Aaron DiPietro, a lobbyist for Florida Family Voice, an affiliate of the Family Research Council, supports the bill. “Florida is number three in the nation for human trafficking, sex trafficking,” DiPietro said. “It is a serious problem, and it requires looking at the issue from multiple angles.”
Conversely, Angelina Spencer-Crisp, a former dancer who now manages trade associations for adult clubs and conducts trafficking-prevention training, believes the law is misguided. “I don’t see the state passing any laws that prevent 18, 19, and 20-year-olds from being in hotels,” she said. “They don’t want to hear the evidence. This is an election year, and this is awesome fodder to get conservatives to the polls.”
Despite nearly unanimous bipartisan support in the Florida House and Senate, behind-the-scenes opposition delayed the bill’s passage until the final days of the legislative session.
Gary Edinger, an attorney representing challengers to Jacksonville’s ordinance, plans to file litigation against the new statewide law, arguing it is not “narrowly tailored” to minimize its impact on free speech while achieving lawmakers’ goals of fighting human trafficking. “We have our feelers out all around the state,” Edinger said. “I have been formally retained by a club and a performer. We will be filing a suit before July 1.”
Critics argue that banning under-21 dancers might push young adults into underground performing or sex work, where they are at greater risk of exploitation. Spencer-Crisp noted, “They can’t tell me how they’re helping the victims. You’ve probably ripped the economic rug out from underneath them.”

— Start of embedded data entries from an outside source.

//! Handler for the metrics tool.

use std::sync::Arc;

use crate::processing::DocumentService;
use rmcp::{ErrorData as McpError, model::CallToolResult};
use serde_json::json;

/// Handle the `metrics` tool, returning the current pipeline counters.
pub(crate) async fn handle_metrics(
    documents: &Arc<DocumentService>,
) -> Result<CallToolResult, McpError> {
    let snapshot = documents.metrics_snapshot();
    Ok(CallToolResult::structured(json!({
        "documentsIndexed": snapshot.documents_indexed,
        "chunksIndexed": snapshot.chunks_indexed,
        "queriesAnswered": snapshot.queries_answered,
        "lowConfidenceAnswers": snapshot.low_confidence_answers,
        "summariesGenerated": snapshot.summaries_generated,
        "summaryCacheHits": snapshot.summary_cache_hits,
    })))
}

Representative Tobin Rogers “Toby” Overdorf (R), who sponsored HB 7063, dismissed the free-speech concerns, likening the age restriction to other job-related limitations imposed by the government. “I don’t think there’s a First Amendment issue. It’s for a line of employment,” Overdorf said.
While federal and state laws, including the Fair Labor Standards Act, set age limits on hazardous jobs, Florida recently relaxed its limits on underage employment in other sectors, allowing more 16- and 17-year-olds to work on construction sites.

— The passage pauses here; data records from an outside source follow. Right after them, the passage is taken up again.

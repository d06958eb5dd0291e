//! Vector index abstraction and the exact in-memory implementation.
//!
//! Similarity is cosine similarity, computed as a dot product over L2-normalized vectors
//! (normalized once on insert and once per query). Results are ordered by descending score with
//! ties broken by ascending chunk index, so repeated searches return identical rankings.

pub mod flat;

use crate::processing::DocumentId;
use async_trait::async_trait;
use thiserror::Error;

pub use flat::FlatIndex;

/// Errors returned by vector index operations.
#[derive(Debug, Error)]
pub enum IndexError {
    /// Vector length differs from the index dimension.
    #[error("Embedding dimension mismatch: expected {expected}, got {actual}")]
    DimensionMismatch {
        /// Dimension the index was built with.
        expected: usize,
        /// Dimension of the offending vector.
        actual: usize,
    },
    /// Search returned a chunk the document does not contain.
    #[error("Index entry {chunk_index} does not belong to document {document_id}")]
    UnknownChunk {
        /// Document that was searched.
        document_id: DocumentId,
        /// Chunk index reported by the index.
        chunk_index: usize,
    },
}

/// A chunk reference ranked by similarity.
#[derive(Debug, Clone, Copy, PartialEq)]
pub struct ScoredChunk {
    /// Sequence index of the chunk within its document.
    pub chunk_index: usize,
    /// Cosine similarity to the query in `[-1, 1]`.
    pub score: f32,
}

/// Storage and nearest-neighbour search over chunk embeddings, partitioned by document.
///
/// A search for one document never returns entries of another. Implementations may be exact or
/// approximate; [`FlatIndex`] is exact.
#[async_trait]
pub trait VectorIndex: Send + Sync {
    /// Insert or replace the vector for one chunk.
    async fn add(
        &self,
        document_id: DocumentId,
        chunk_index: usize,
        vector: Vec<f32>,
    ) -> Result<(), IndexError>;

    /// Insert every chunk vector of a document, or none of them if any is invalid.
    async fn add_document(
        &self,
        document_id: DocumentId,
        vectors: Vec<(usize, Vec<f32>)>,
    ) -> Result<(), IndexError>;

    /// Return up to `k` chunks of `document_id` most similar to `query`, best first.
    async fn search(
        &self,
        document_id: DocumentId,
        query: &[f32],
        k: usize,
    ) -> Result<Vec<ScoredChunk>, IndexError>;

    /// Number of entries stored for `document_id`.
    async fn len(&self, document_id: DocumentId) -> usize;
}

The new law imposes criminal liability on club owners who hire under-21 staff or performers, making it a misdemeanor for adult entertainment businesses to employ anyone under 21, and a felony if they work while nude. The law also includes provisions to mandate reporting procedures and display hotlines for trafficking victims at locations such as airports, hotels, and massage businesses.
The core of Edinger’s legal challenge against the law is its lack of narrow tailoring, a key issue in First Amendment cases. A federal judge recently ruled that Texas’s similar law was narrowly tailored enough to meet government interests in preventing trafficking without overly burdening First Amendment rights. However, other age restrictions have not always withstood judicial scrutiny. For instance, the Georgia Supreme Court overturned a law blocking customers under 21 from adult entertainment businesses in 1998, and the Tenth Circuit rejected a similar Colorado law in 2002.
Beyond First Amendment concerns, Edinger may challenge the Florida law on grounds of overbreadth and vagueness under the Due Process Clause of the Fourteenth Amendment.
The state will struggle to justify why age limits on employees at adult retail stores are permissible because there’s no record of sex trafficking in those businesses, he said.
“They mostly look like lingerie stores with adult toys,” Edinger said. “The idea that trafficking would occur there is just ludicrous. There’s no nudity, There’s no dancing.”